Sistem Peralatan HIP
Penerapan proses HIP bergantung pada sistem peralatan yang sangat terintegrasi, yang komponen utamanya meliputi bejana bertekanan tinggi, tungku pemanas, kompresor, pompa vakum, tangki penyimpanan gas, sistem pendingin, dan sistem kontrol komputer.
Sebagai komponen inti, bejana bertekanan tinggi-harus tahan terhadap suhu tinggi (biasanya kurang dari atau sama dengan 1500 derajat ) dan tekanan sangat-tinggi (kurang dari atau sama dengan 200 MPa).
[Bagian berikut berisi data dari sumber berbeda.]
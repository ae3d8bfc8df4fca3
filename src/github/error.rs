//! Failures surfaced by the pull request fetch path.

use thiserror::Error;

/// Errors raised while listing pull requests from GitHub.
///
/// Each variant is a distinct condition the caller can react to: the
/// dashboard shows a "try again later" hint for [`FetchError::RateLimited`]
/// and the CLI maps every variant to its own exit code.
#[derive(Debug, Clone, Error, PartialEq, Eq)]
pub enum FetchError {
    /// The request never produced a response (DNS, connect, timeout).
    #[error("network error talking to GitHub: {0}")]
    Network(String),

    /// GitHub answered 403, which on the unauthenticated API means the rate
    /// limit is exhausted.
    #[error("GitHub API rate limit exceeded. Wait a few minutes and try again.")]
    RateLimited {
        /// `message` field of the response body, when one was sent.
        message: Option<String>,
    },

    /// Any other non-success status.
    #[error("GitHub API error: {status} {reason}")]
    Api {
        /// Numeric HTTP status.
        status: u16,
        /// Canonical reason phrase for the status.
        reason: String,
    },

    /// The body was not the JSON array the listing endpoint returns.
    #[error("unexpected response from GitHub: {0}")]
    Decode(String),

    /// The repository identifier is not of the form `owner/name`.
    #[error("invalid repository '{0}': expected owner/name")]
    InvalidRepository(String),
}

impl FetchError {
    pub fn is_rate_limited(&self) -> bool {
        matches!(self, FetchError::RateLimited { .. })
    }
}
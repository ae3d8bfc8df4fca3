use anyhow::{Context, Result};

use crate::github::PullRequest;

/// Open a URL in the user's default browser
///
/// # Errors
/// Returns error if browser cannot be opened (e.g., no browser available)
pub fn open_url(url: &str) -> Result<()> {
    webbrowser::open(url).with_context(|| format!("Failed to open browser for URL: {}", url))?;
    Ok(())
}

/// Open a PR's GitHub page
///
/// # Errors
/// Returns error if the PR has no URL or the browser cannot be opened
pub fn open_pull_request(pr: &PullRequest) -> Result<()> {
    if pr.url.is_empty() {
        anyhow::bail!("PR #{} has no URL", pr.number);
    }
    log::debug!("Opening {}", pr.url);
    open_url(&pr.url)
}
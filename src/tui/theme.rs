//! Centralized theme module for TUI color constants and styles

use ratatui::prelude::*;

use crate::github::PrState;

/// Complete color palette for the TUI
#[derive(Debug, Clone)]
pub struct ThemeColors {
    // PR state colors
    pub state_open: Color,
    pub state_closed: Color,
    pub at_risk: Color,

    // Table colors
    pub row_alt_bg: Color,
    pub index_color: Color,

    // Styles
    pub header_style: Style,
    pub row_selected: Style,

    // General colors
    pub muted: Color,
    pub title_color: Color,

    // Filter bar
    pub filter_label: Color,
    pub filter_active: Style,

    // Status bar colors
    pub status_bar_bg: Color,
    pub status_key_color: Color,
    pub flash_info: Color,
    pub flash_error: Color,

    // Popup overlay colors
    pub popup_border: Color,
    pub popup_title: Style,
    pub error_border: Color,
}

impl ThemeColors {
    pub fn dark() -> Self {
        Self {
            state_open: Color::Green,
            state_closed: Color::Red,
            at_risk: Color::Yellow,
            row_alt_bg: Color::Indexed(235),
            index_color: Color::DarkGray,
            header_style: Style::new().bold(),
            row_selected: Style::new().reversed(),
            muted: Color::Gray,
            title_color: Color::Cyan,
            filter_label: Color::DarkGray,
            filter_active: Style::new().fg(Color::Cyan).bold(),
            status_bar_bg: Color::Indexed(236),
            status_key_color: Color::Cyan,
            flash_info: Color::Green,
            flash_error: Color::Red,
            popup_border: Color::Cyan,
            popup_title: Style::new().fg(Color::Cyan).bold(),
            error_border: Color::Red,
        }
    }

    pub fn state_color(&self, state: PrState) -> Color {
        match state {
            PrState::Open => self.state_open,
            PrState::Closed => self.state_closed,
        }
    }
}

impl Default for ThemeColors {
    fn default() -> Self {
        Self::dark()
    }
}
Desain strukturalnya secara langsung mempengaruhi keselamatan dan keandalan proses. Bejana bertekanan ultra-tinggi-menggunakan struktur belitan bertekanan-kawat baja berkekuatan tinggi. Dalam keadaan tanpa beban, ia berada dalam keadaan tekan pratekan; di bawah tekanan internal, ia tetap dalam keadaan tekan dengan rentang tegangan yang kecil. Hal ini menghasilkan ketahanan lelah dan kapasitas menahan beban yang sangat tinggi, sehingga membuat kapal sangat tahan lama dan tidak rentan terhadap kerusakan. Teknologi ini telah menjadi standar industri dan mendorong{15}}pengembangan peralatan HIP berskala besar dan modular.
Keunggulan Teknologi HIP
Densifikasi melalui HIP – Dengan menerapkan suhu tinggi dan tekanan tinggi secara bersamaan, HIP secara efektif menghilangkan cacat internal seperti rongga penyusutan dan porositas pada coran atau komponen yang diproduksi secara aditif, sehingga material menjadi padat. Setelah perlakuan HIP, sifat mekanik suku cadang coran/yang diproduksi secara aditif meningkat secara signifikan, serta ketahanan lelah dan ketahanan terhadap korosi tegangan, sehingga memperpanjang masa pakainya. Dalam beberapa tahun terakhir, didorong oleh peningkatan persyaratan kinerja, densifikasi HIP telah berkembang melampaui pengecoran hingga mencakup komponen cetakan 3D, komponen bentuk semprot, komponen sinter berkinerja tinggi, dll. Kisaran material juga telah berkembang dari paduan titanium dan superalloy hingga paduan magnesium, paduan aluminium, dan lain-lain. Penerapannya telah meluas dari luar angkasa hingga tenaga nuklir, minyak dan gas, target sputtering, dan bidang lainnya.